When they got to Hisar Meydan, Jeannie invited him inside, but Sinan refused. They ended up in Chloe’s house, for which he mysteriously had a key.
They’d been sitting silently in the swinging chair on the porch, sharing a joint that seemed to bring him no pleasure, when he’d uttered – not to her so much as to the night sky – the words she’d so fatally understood.
‘How much has your father explained to you?’ was his opening sally. When she’d asked the obvious, ‘About what?’ he’d seemed both exasperated and perplexed. ‘Has he at least not warned you?’
To which she’d again had to ask, ‘About what?’
‘About the rumours people circulate. About anyone who happens to live here, if they happen to have a US passport. Which, by the way, includes me.’ He paused expectantly, as if Jeannie had no choice but to make the connections now he’d laid it all out for her. When she failed to do so, he sighed tragically and took her hand. ‘These rumours about spies.’
‘Don’t worry,’ she’d said. ‘I don’t take them seriously.’
‘That’s right! You shouldn’t! But at the same time, don’t underestimate the damage these rumours can do to you. To all of us! There are people who wish you ill. Wish me ill, too. If you don’t know this – if you don’t take their ill intentions seriously – you’re leaving yourself exposed. Dangerously exposed. But don’t worry. I’m making you a promise now. I’m promising to look after you. It’s the least I can do.’
‘Are you sure?’ Jeannie said stupidly. He looked into her eyes, in disbelief. Then burst out laughing. ‘Yes, I promise. Despite everything you’ve seen so far.’
Pressing her hands between his, he said, ‘So you have to promise me. Promise me you’ll let me know whenever someone gives you a hard time.’
He’d gone on to apologise for ‘all the stupid games’ they’d played with her, promising never to play them again. For he knew now that she was that rare thing, a true innocent. Hearing that, she had let her head take its fatal fall against Sinan’s warm shoulder.

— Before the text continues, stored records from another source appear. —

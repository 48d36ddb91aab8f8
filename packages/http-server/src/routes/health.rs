use axum::routing::get;
use axum::Router;

use crate::state::AppState;

pub fn router() -> Router<AppState> {
    Router::new().route("/api/health", get(health))
}

async fn health() -> &'static str {
    "ok"
}
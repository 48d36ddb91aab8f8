use graph_domain::GraphError;

/// Translate a `sqlx` failure into the shared taxonomy. Pool exhaustion and
/// connection failures become `StoreUnavailable` (503, retryable); a
/// constraint violation on create becomes `Conflict`; everything else is
/// `Internal` and logged with full detail server-side only.
pub fn map_driver_error(err: sqlx::Error) -> GraphError {
    match &err {
        sqlx::Error::PoolTimedOut | sqlx::Error::PoolClosed | sqlx::Error::Io(_) => {
            GraphError::StoreUnavailable("postgres connection unavailable".to_string())
        }
        sqlx::Error::Database(db_err) if db_err.is_unique_violation() => {
            GraphError::Conflict(db_err.message().to_string())
        }
        sqlx::Error::Database(db_err)
            if db_err.code().is_some_and(|c| c.starts_with("42")) =>
        {
            // SQLSTATE class 42 (syntax error / access rule violation) — the
            // caller's own query text is malformed, not a server fault.
            GraphError::Invalid(format!("invalid query: {}", db_err.message()))
        }
        other => GraphError::internal(DriverError(other.to_string())),
    }
}

#[derive(Debug, thiserror::Error)]
#[error("postgres driver error: {0}")]
struct DriverError(String);
//! Process-local result cache fronting the graph engines (spec §4.G).
//! Fingerprinted by `(engine, database, graph_id, operation,
//! parameters_hash)`, single-flight on a miss, bounded by both entry count
//! and TTL — never a source of unbounded memory growth or duplicate
//! concurrent work against a back-end.

mod cache;
mod counters;
mod fingerprint;

pub use cache::{CacheOutcome, ResultCache, MAX_TTL_SECS};
pub use counters::{CacheCounters, CacheCountersSnapshot};
pub use fingerprint::{hash_parameters, Fingerprint};
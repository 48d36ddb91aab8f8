/// Which Cypher deployment a `Neo4jEngine` instance is talking to. Both
/// variants share every query string and the batching path (spec §4.D) —
/// the only behavior that differs is multi-database support.
#[derive(Debug, Clone, Copy, PartialEq, Eq)]
pub enum Neo4jDialect {
    /// A real Neo4j server reached over Bolt, with full multi-database
    /// support (`SHOW DATABASES`, per-database sessions).
    Native,
    /// An in-memory Cypher-speaking store used for tests and ephemeral
    /// sessions. Single database, named `"default"`.
    InMemory,
}

impl Neo4jDialect {
    pub fn supports_multi_database(self) -> bool {
        matches!(self, Neo4jDialect::Native)
    }

    pub fn engine_name(self) -> &'static str {
        match self {
            Neo4jDialect::Native => "neo4j",
            Neo4jDialect::InMemory => "neo4j-memory",
        }
    }
}
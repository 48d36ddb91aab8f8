//! SQL text for the three-table layout (spec §4.E). Kept alongside the
//! batch-size constant so the write path's batching shape is easy to audit
//! in one place, mirroring `engine-neo4j::queries`.

/// Parameter-count ceiling per batched insert: 5 columns/node or 6
/// columns/edge, so this keeps every statement comfortably under Postgres's
/// own bind-parameter limit while staying in the spec's "<=2000 parameters
/// per batch" band.
pub const RELATIONAL_BATCH_SIZE: usize = 300;

/// Leading keywords that only ever start a Cypher statement, never a SQL
/// one. Mirrors `engine_neo4j::queries::looks_like_foreign_dialect` so a
/// Cypher body sent to this adapter is rejected with `NotSupported` instead
/// of reaching the driver as a confusing parse error.
const CYPHER_ONLY_LEADING_KEYWORDS: &[&str] = &["MATCH", "MERGE", "UNWIND", "CALL"];

/// True if `query`'s first keyword belongs to Cypher rather than SQL.
pub fn looks_like_foreign_dialect(query: &str) -> bool {
    let first_word = query
        .trim_start()
        .split(|c: char| c.is_whitespace() || c == '(')
        .find(|w| !w.is_empty())
        .unwrap_or("");
    CYPHER_ONLY_LEADING_KEYWORDS
        .iter()
        .any(|kw| first_word.eq_ignore_ascii_case(kw))
}

pub const INSERT_GRAPH: &str = "\
INSERT INTO graphs (id, title, description, graph_type, node_count, edge_count, created_at)
VALUES ($1, $2, $3, $4, $5, $6, $7)";

pub const SELECT_GRAPH_SUMMARY: &str = "\
SELECT id, title, description, graph_type, node_count, edge_count, created_at
FROM graphs WHERE id = $1";

pub const LIST_GRAPH_SUMMARIES: &str = "\
SELECT id, title, description, graph_type, node_count, edge_count, created_at
FROM graphs ORDER BY created_at DESC";

pub const SELECT_GRAPH_NODES: &str = "\
SELECT node_id, label, node_type, properties FROM graph_nodes WHERE graph_id = $1";

pub const SELECT_GRAPH_EDGES: &str = "\
SELECT source_id, target_id, edge_type, label, properties
FROM graph_edges WHERE graph_id = $1";

pub const DELETE_GRAPH: &str = "DELETE FROM graphs WHERE id = $1";

pub const NODE_TYPE_HISTOGRAM: &str = "\
SELECT node_type, count(*) AS count FROM graph_nodes WHERE graph_id = $1 GROUP BY node_type";

pub const EDGE_TYPE_HISTOGRAM: &str = "\
SELECT edge_type, count(*) AS count FROM graph_edges WHERE graph_id = $1 GROUP BY edge_type";

/// One hop of the frontier-loop BFS (spec §4.E, §9): given the current
/// frontier and the full visited set so far, returns every node reachable
/// by one outgoing edge from the frontier that hasn't been visited yet.
/// Deliberately NOT a recursive CTE — called once per hop from Rust so
/// memory is bounded by `|reachable nodes|`, never by the number of walks.
pub const FRONTIER_STEP: &str = "\
SELECT DISTINCT target_id
FROM graph_edges
WHERE graph_id = $1
  AND source_id = ANY($2)
  AND NOT (target_id = ANY($3))";

pub const NODE_EXISTS: &str = "\
SELECT 1 FROM graph_nodes WHERE graph_id = $1 AND node_id = $2";

/// Administrative repair for invariant 3 (spec §3: "a divergence is a
/// recoverable bug and there exists an administrative operation to
/// recompute them"). Recomputes `node_count`/`edge_count` from a live scan
/// rather than trusting the materialized columns, and returns the
/// corrected row.
pub const RECOMPUTE_GRAPH_COUNTS: &str = "\
UPDATE graphs SET
    node_count = (SELECT count(*) FROM graph_nodes WHERE graph_id = $1),
    edge_count = (SELECT count(*) FROM graph_edges WHERE graph_id = $1)
WHERE id = $1
RETURNING node_count, edge_count";

/// Edges among a fixed set of node ids (the neighborhood `get_node_neighbors`
/// just resolved, plus the source node itself) — so the returned
/// `GraphPayload` carries the edges connecting that neighborhood, not just
/// its nodes (spec §4.B).
pub const EDGES_AMONG_IDS: &str = "\
SELECT source_id, target_id, edge_type, label, properties
FROM graph_edges
WHERE graph_id = $1 AND source_id = ANY($2) AND target_id = ANY($2)";

#[cfg(test)]
mod tests {
    use super::*;

    #[test]
    fn recompute_counts_scans_both_tables_for_the_same_graph() {
        assert!(RECOMPUTE_GRAPH_COUNTS.contains("FROM graph_nodes WHERE graph_id = $1"));
        assert!(RECOMPUTE_GRAPH_COUNTS.contains("FROM graph_edges WHERE graph_id = $1"));
    }
}
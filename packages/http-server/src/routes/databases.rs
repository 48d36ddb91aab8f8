use axum::extract::State;
use axum::routing::get;
use axum::Router;
use engine_contract::Operation;

use crate::context::{resolve_engine, RequestContext};
use crate::error::ApiResult;
use crate::routes::tagged_response;
use crate::state::AppState;

pub fn router() -> Router<AppState> {
    Router::new().route("/api/databases", get(list_databases))
}

async fn list_databases(
    State(state): State<AppState>,
    ctx: RequestContext,
) -> ApiResult<axum::response::Response> {
    let engine = resolve_engine(&state, &ctx, Operation::ListDatabases)?;
    let databases = engine.list_databases().await?;
    Ok(tagged_response(engine.name(), "N/A", &databases))
}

But how quickly, how efficiently he had lifted it up and restored it to its former pillow! His words still rang in her head: ‘Listen,’ he said. ‘I really mean it. I was teasing you before, making up so many lies, just to see how you’d react. It was cruel of me. Immature. But that’s over now. Now I want to be friends. True friends. Am I making myself clear? But nothing more. You see, my heart is taken. You don’t mind, do you? It’s better like this, anyway. For all sorts of reasons. What you need from me is protection. What you need is a true friend. If we let something else happen…’
‘Like what?’ she’d asked.
‘If we let something else happen, sooner or later, I would betray you.’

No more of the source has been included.